One of the great unknowns, to be clarified in the coming months, is precisely know where US foreign policy is going. Obviously, structural interests Americans will continue to be the same, starting with financial capital, large technology companies and due to strategic-military considerations, even though internal exchange rates, derived from the pandemic and the growing revolt of the population of African origin, can substantially modulate the way in which these interests they are presented and defended around the world. Essentially, it is about knowing, for the choice between Joe Biden and Trump, whether Washington will maintain its defensive attitude aggressive use of its economic and strategic interests, without taking into account other positions or sensitivities, or whether, as has occurred to a large extent since Il Guerra World Bank, will seek to modulate its action in order to avoid risky conflicts and confrontations unnecessary.

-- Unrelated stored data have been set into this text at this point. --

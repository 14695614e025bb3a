use criterion::{black_box, criterion_group, criterion_main, Criterion};
use fmalloc::{free, malloc};
use std::os::raw::c_void;

fn bench_tiny_round_trip(c: &mut Criterion) {
    c.bench_function("malloc_free_tiny_64", |b| {
        b.iter(|| unsafe {
            let p = malloc(black_box(64));
            free(p);
        })
    });
}

fn bench_small_round_trip(c: &mut Criterion) {
    c.bench_function("malloc_free_small_512", |b| {
        b.iter(|| unsafe {
            let p = malloc(black_box(512));
            free(p);
        })
    });
}

fn bench_large_round_trip(c: &mut Criterion) {
    c.bench_function("malloc_free_large_8192", |b| {
        b.iter(|| unsafe {
            let p = malloc(black_box(8192));
            free(p);
        })
    });
}

fn bench_sustained_tiny_churn(c: &mut Criterion) {
    c.bench_function("malloc_free_tiny_churn_200", |b| {
        b.iter(|| unsafe {
            let mut pointers: Vec<*mut c_void> = Vec::with_capacity(200);
            for _ in 0..200 {
                pointers.push(malloc(black_box(48)));
            }
            for p in pointers {
                free(p);
            }
        })
    });
}

criterion_group!(
    benches,
    bench_tiny_round_trip,
    bench_small_round_trip,
    bench_large_round_trip,
    bench_sustained_tiny_churn
);
criterion_main!(benches);
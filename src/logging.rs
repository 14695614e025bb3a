//! Diagnostic Logging
//!
//! The public API emits a one-line diagnostic per operation when the
//! `debug-log` feature is enabled at build time, matching the C lineage's
//! `DEBUG_MALLOC`-gated `log_operation`. This is intentionally independent
//! of the `log` facade: the allocator is typically preloaded into a
//! process that never installed a `log` subscriber, so relying solely on
//! `log::debug!` would silently produce no output. The `log` facade is
//! still used at the region-provider seam for trace-level events that are
//! genuinely optional (they cost nothing when no subscriber is installed).

/// Emit `<op>(0x<addr>, <n> bytes)` to stderr, compiled out entirely
/// unless the `debug-log` feature is enabled.
#[inline]
pub fn log_operation(op: &str, addr: usize, size: usize) {
    #[cfg(feature = "debug-log")]
    {
        if size > 0 {
            eprintln!("{op}(0x{addr:X}, {size} bytes)");
        } else {
            eprintln!("{op}(0x{addr:X})");
        }
    }
    #[cfg(not(feature = "debug-log"))]
    {
        let _ = (op, addr, size);
    }
}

We will have the answer to this question in the first days of November.
The US-China preposition could indicate that the world will transition from the pitch post-Cold War unipolarity, which had been fading over the past two decades, towards a new bipolarity (some analysts speak of “new Cold War”). There is no need to underestimate the potential for conflict and rivalry between the two largest economies of the world. A respected political analyst, who held important positions in the American administration, Graham Allison, coined the expression Thucydides ”, regarding the risk (or almost certainty) of confrontation or war when one emerging power surpasses or threatens the supremacy of another, dominant until So. It happened between Athens and Sparta in the Peloponnesian War, five centuries before our era.

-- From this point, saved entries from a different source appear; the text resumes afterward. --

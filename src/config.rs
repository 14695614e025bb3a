//! Configuration Module - Compile-Time Allocator Constants
//!
//! Every parameter here is a compile-time constant. There is no runtime
//! configuration surface: the only thing a caller can tune is whether the
//! `debug-log` Cargo feature is enabled at build time.

/// Alignment every user pointer satisfies, in bytes.
pub const ALIGNMENT: usize = 16;

/// Largest allocation served out of a Tiny region.
pub const TINY_MAX_SIZE: usize = 128;

/// Largest allocation served out of a Small region. Anything above this
/// goes to a dedicated Large region.
pub const SMALL_MAX_SIZE: usize = 1024;

/// Every newly created Tiny/Small region is sized to hold at least this
/// many maximum-class allocations before falling back to the OS again.
pub const MIN_ALLOC_PER_REGION: usize = 100;

/// Sentinel written into every block header; a mismatch on recovery means
/// corruption or a pointer this allocator never handed out.
pub const MAGIC_NUMBER: u32 = 0xDEAD_BEEF;

/// Fallback allocation cap used when the data-segment resource limit
/// cannot be queried or is reported as unlimited.
pub const FALLBACK_MAX_ALLOC_SIZE: usize = 1024 * 1024 * 1024;

/// Round `size` up to the next multiple of `align` (`align` must be a
/// power of two).
#[inline]
pub const fn align_up(size: usize, align: usize) -> usize {
    (size + align - 1) & !(align - 1)
}

/// Round `size` down to the previous multiple of `align`.
#[inline]
pub const fn align_down(size: usize, align: usize) -> usize {
    size & !(align - 1)
}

But it is not necessarily so. First, from a strategic point of view – military, there is no way to rule out Russia, whose potential in modern-day high destructive power has been constantly updated and improved, from rockets hypersonic to very long range nuclear powered torpedoes. In addition Russia owns a vast territory, ranging from the heart of Europe to arctic reaches from the Far East, rich in natural resources, starting with oil and gas, whose roles in the world economy need no comment. Not to mention the fact that after the Yeltsian hangover period, post-dissolution of the USSR, Moscow demonstrated again great assertiveness in the international field, illustrated, among others, by the actions in Crimea and Syria. Thus, from a strategic-military point of view, but with an obvious impact political, it would perhaps be more correct, instead of bipolarity, to speak, as I have already mentioned, of a tripod, in which three superpowers would seek variable balances.
Today, this balance tends to be achieved with an “Eurasian” alliance between Moscow and Beijing, in the face of a voluntarily aggressive American government and with high degree of unpredictability, which was demonstrated in the conflicts in Syria and Afghanistan and, to some extent, in relation to North Korea. But the stability of this alliance is far from permanent. Nothing excludes that, as in the past (who does not remember the Sino-Soviet conflict of the 60s and 707s), shocks of interest occur between the two great powers of the Eurasian continent and that, eventually, Washington can benefit. A very long common border important cooperation actions, but it is often also a source of friction. It is not a probable scenario, for now, given Russia’s great dependence on investment and economic support from China, but it is not to be dismissed in a longer-term scenario.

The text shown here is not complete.